Ultimately, this discussion strikes at the root.  So much of what we call modern society does not involve rights.  It is symptomatic of the century-long effort to remove personal responsibility from the free individual.  Frighteningly, many individuals willingly surrender their rights because they don't want personal responsibility.  They would rather remain child-like their entire lives, free of long-term ownership of their choices and actions.

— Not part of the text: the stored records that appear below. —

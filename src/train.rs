use log::{error, info};
use std::io::{BufRead, BufReader};
use std::path::PathBuf;
use std::process::{Command, Stdio};
use thiserror::Error;

use crate::config::{Device, TrainArgs};

/// Errors raised while driving the external trainer.
#[derive(Debug, Error)]
pub enum TrainError {
    #[error("Dataset descriptor not found at {0}")]
    DescriptorMissing(PathBuf),
    #[error("Trainer executable '{0}' not found on PATH")]
    TrainerNotFound(String),
    #[error("Failed to launch trainer: {0}")]
    Spawn(std::io::Error),
    #[error("Accelerator ran out of memory during training")]
    OutOfMemory,
    #[error("Trainer exited with {0}")]
    TrainerExit(std::process::ExitStatus),
    #[error(transparent)]
    Io(#[from] std::io::Error),
}

/// Pick the compute device handed to the trainer.
pub fn resolve_device(device: Device) -> &'static str {
    match device {
        Device::Cuda => "cuda",
        Device::Cpu => "cpu",
        Device::Auto => {
            if cuda_available() {
                info!("CUDA accelerator detected");
                "cuda"
            } else {
                info!("No CUDA accelerator detected, training on CPU");
                "cpu"
            }
        }
    }
}

// Probe for an NVIDIA accelerator via the driver's listing tool
fn cuda_available() -> bool {
    Command::new("nvidia-smi")
        .arg("-L")
        .stdout(Stdio::null())
        .stderr(Stdio::null())
        .status()
        .map(|status| status.success())
        .unwrap_or(false)
}

/// Render the trainer command-line arguments for the configured run.
pub fn trainer_arguments(args: &TrainArgs, device: &str) -> Vec<String> {
    vec![
        "detect".to_string(),
        "train".to_string(),
        format!("data={}", args.data.display()),
        format!("model={}", args.model),
        format!("epochs={}", args.epochs),
        format!("imgsz={}", args.img_size),
        format!("batch={}", args.batch_size),
        format!("device={}", device),
        format!("project={}", args.output_dir.display()),
        "workers=1".to_string(),
        "cache=False".to_string(),
        "plots=True".to_string(),
    ]
}

fn is_oom_marker(line: &str) -> bool {
    line.to_ascii_lowercase().contains("out of memory")
}

/// Delegate a training run to the external trainer.
///
/// The trainer's stderr is streamed through the log and watched for
/// out-of-memory diagnostics. The child process owns every accelerator
/// allocation, so reaping it is what releases accelerator memory before
/// the error is re-raised.
pub fn run_training(args: &TrainArgs) -> Result<(), TrainError> {
    if !args.data.is_file() {
        return Err(TrainError::DescriptorMissing(args.data.clone()));
    }

    let device = resolve_device(args.device);
    let argv = trainer_arguments(args, device);
    info!("Delegating to '{} {}'", args.trainer_bin, argv.join(" "));

    let mut child = Command::new(&args.trainer_bin)
        .args(&argv)
        .stdout(Stdio::inherit())
        .stderr(Stdio::piped())
        .spawn()
        .map_err(|e| {
            if e.kind() == std::io::ErrorKind::NotFound {
                TrainError::TrainerNotFound(args.trainer_bin.clone())
            } else {
                TrainError::Spawn(e)
            }
        })?;

    let mut oom_seen = false;
    if let Some(stderr) = child.stderr.take() {
        for line in BufReader::new(stderr).lines() {
            let line = line?;
            if is_oom_marker(&line) {
                oom_seen = true;
            }
            info!(target: "trainer", "{line}");
        }
    }

    if oom_seen {
        let _ = child.kill();
    }
    let status = child.wait()?;

    if oom_seen {
        error!("Accelerator OOM. Try reducing batch size or image size");
        return Err(TrainError::OutOfMemory);
    }
    if !status.success() {
        return Err(TrainError::TrainerExit(status));
    }
    info!(
        "Training run artifacts written under {}",
        args.output_dir.display()
    );
    Ok(())
}

#[cfg(test)]
mod tests {
    use super::*;

    fn train_args() -> TrainArgs {
        TrainArgs {
            data: PathBuf::from("dataset/data.yaml"),
            model: "yolo11m.pt".to_string(),
            epochs: 30,
            img_size: 640,
            batch_size: 8,
            device: Device::Cpu,
            output_dir: PathBuf::from("runs/detect/train"),
            trainer_bin: "yolo".to_string(),
        }
    }

    #[test]
    fn renders_hyperparameters_into_arguments() {
        let argv = trainer_arguments(&train_args(), "cpu");
        assert_eq!(argv[0], "detect");
        assert_eq!(argv[1], "train");
        assert!(argv.contains(&"data=dataset/data.yaml".to_string()));
        assert!(argv.contains(&"epochs=30".to_string()));
        assert!(argv.contains(&"imgsz=640".to_string()));
        assert!(argv.contains(&"batch=8".to_string()));
        assert!(argv.contains(&"device=cpu".to_string()));
        assert!(argv.contains(&"workers=1".to_string()));
    }

    #[test]
    fn explicit_devices_pass_through() {
        assert_eq!(resolve_device(Device::Cuda), "cuda");
        assert_eq!(resolve_device(Device::Cpu), "cpu");
    }

    #[test]
    fn recognizes_oom_diagnostics() {
        assert!(is_oom_marker(
            "torch.cuda.OutOfMemoryError: CUDA out of memory. Tried to allocate 512.00 MiB"
        ));
        assert!(is_oom_marker("RuntimeError: CUDA error: Out of Memory"));
        assert!(!is_oom_marker("epoch 1/30: box_loss 1.02"));
    }

    #[test]
    fn missing_descriptor_is_rejected_before_launch() {
        let mut args = train_args();
        args.data = PathBuf::from("does/not/exist.yaml");
        let err = run_training(&args).unwrap_err();
        assert!(matches!(err, TrainError::DescriptorMissing(_)));
    }
}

As part of my right to life, liberty and the pursuit of happiness, I have the right to smoke and drink to my heart's content, but if I develop lung disease or liver cirrhosis, then I must also be willing to accept responsibility for that outcome.  This goes for any personal choice.

If I choose to surrender my personal freedom to a remote faceless bureaucracy in order to remove my personal responsibility, then so be it.  But I should not be forced to participate in that system if I so choose.  At the core of this argument is the fact that much of what we consider society is compulsory adherence to someone else's idea of what I should be doing.

I have no problem with a government-administered healthcare program that is voluntary, like any insurance scheme.  Anyone who wants to join it may do so, and they can share the costs of every other member's stupidity.  But do not force me to join the scheme, nor force me to join any other scheme.  If I die in the gutter of cirrhosis because I don't have a health plan or a family that cares for me, then that is the result of my choices and I take full responsibility for it.

Related to that, if I gather 100 people who contract with each other to pay into a fund each month, and we establish a Board of Directors and a set of rules for payout, why should I have to license or register this private fund with any government entity?

Additionally, if I choose to combat a cancer by smoking big-ass hog-leg joints of weed, sucking down herbal potions and sticking needles in my nerves, what the hell business is it of anyone else to tell me I can't?  My medical situation is a direct result of my actions, and the treatment and costs should also be my choice.

As the new US Congress get down to fisticuffs and name-calling, which is the modus operandi of US politics, one can hope that they opt for individual freedom and responsibility.  I have no problem with Obamacare per se.  Anyone who trusts government enough to administer their money and healthcare should be free to sign up, but for god's sake, leave me out of it.  I don't want it.  I don't trust it.  And I sure as hell don't want to pay for anyone else's lifestyle choices, nor do I expect anyone else to pay for mine.

Most of all, the best thing the Congress could do is get the hell out of everyone's lives, legalize and deregulate all herbs and remedies, and let people make their own choices.  Sure, a lot of people will scream and holler.  These are the people who want to remain child-like the rest of their lives and nothing short of round-the-clock coddling and cradle-to-grave Big Mommy will make them happy - may, not even that will be enough.  Let them form their own corporate entity and pay for their own "security."

This problem and a vast number of other societal ills are all related to an out-of-control System that we have argued many times needs to be completely dismantled - lock, stock and two smoking barrels.
There is no repairing this mess because the underlying assumptions are themselves faulty.  Any attempt to do repair a faulty system will only make it worse.  The ony real solution is personal freedom of choice and personal responsibility for those choices.  Period.

BTW, do a google for "images healthcare."  When, exactly, did the color blue become the "official" color for healthcare?  Every single damn image is blue!